▶ [AIM OF THE EXERCISE]: Which lines of the listing hold the string "level"? Show each of them.

▶ [DATA TO PROCESS]:
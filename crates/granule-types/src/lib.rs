// ─────────────────────────────────────────────────────────────────────
// Granule AMR Core — Granule Types
// © 1998–2026 Miroslav Šotek. All rights reserved.
// Contact: www.anulum.li | protoscience@anulum.li
// ORCID: https://orcid.org/0009-0009-3560-0851
// License: GNU AGPL v3 | Commercial licensing available
// ─────────────────────────────────────────────────────────────────────
pub mod collective;
pub mod config;
pub mod constants;
pub mod error;
pub mod geometry;
pub mod profile;
// ─────────────────────────────────────────────────────────────────────
// Granule AMR Core — Constants
// © 1998–2026 Miroslav Šotek. All rights reserved.
// Contact: www.anulum.li | protoscience@anulum.li
// ORCID: https://orcid.org/0009-0009-3560-0851
// License: GNU AGPL v3 | Commercial licensing available
// ─────────────────────────────────────────────────────────────────────

/// Cells per patch side. Patches are cubical blocks of
/// `PATCH_SIZE`³ cells at every refinement level.
pub const PATCH_SIZE: usize = 8;

/// Cells per patch.
pub const PATCH_CELLS: usize = PATCH_SIZE * PATCH_SIZE * PATCH_SIZE;

/// Children spawned per refined patch (one per octant).
pub const NUM_OCTANTS: usize = 8;

/// Son index of a leaf patch.
pub const SON_NONE: i64 = -1;

/// Octant corner offsets of the eight children of a refined patch, in
/// units of the child-level patch scale. The creation order is part of
/// the refinement contract: a parent's son index points at the first of
/// eight consecutive children laid out in exactly this order.
pub const OCTANT_OFFSETS: [[i64; 3]; NUM_OCTANTS] = [
    [0, 0, 0],
    [1, 0, 0],
    [0, 1, 0],
    [0, 0, 1],
    [1, 1, 0],
    [0, 1, 1],
    [1, 0, 1],
    [1, 1, 1],
];

/// Bookkeeping markers per level: marker `m` is the end index of patch
/// category `m` in the level's patch vector (category 1 bounds the real
/// patches; the remaining categories are the buffer-patch sectors filled
/// in by the load-balancing layer).
pub const PATCH_MARKERS: usize = 28;

/// Index of the real-patch end marker.
pub const REAL_MARKER: usize = 1;

/// Intrinsic component index of the density field.
pub const DENSITY: usize = 0;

▶ [TASK OUTPUT]:
/// `PATCH_SIZE`³ cells at every refinement level.
/// units of the child-level patch scale. The creation order is part of
/// Bookkeeping markers per level: marker `m` is the end index of patch
/// category `m` in the level's patch vector (category 1 bounds the real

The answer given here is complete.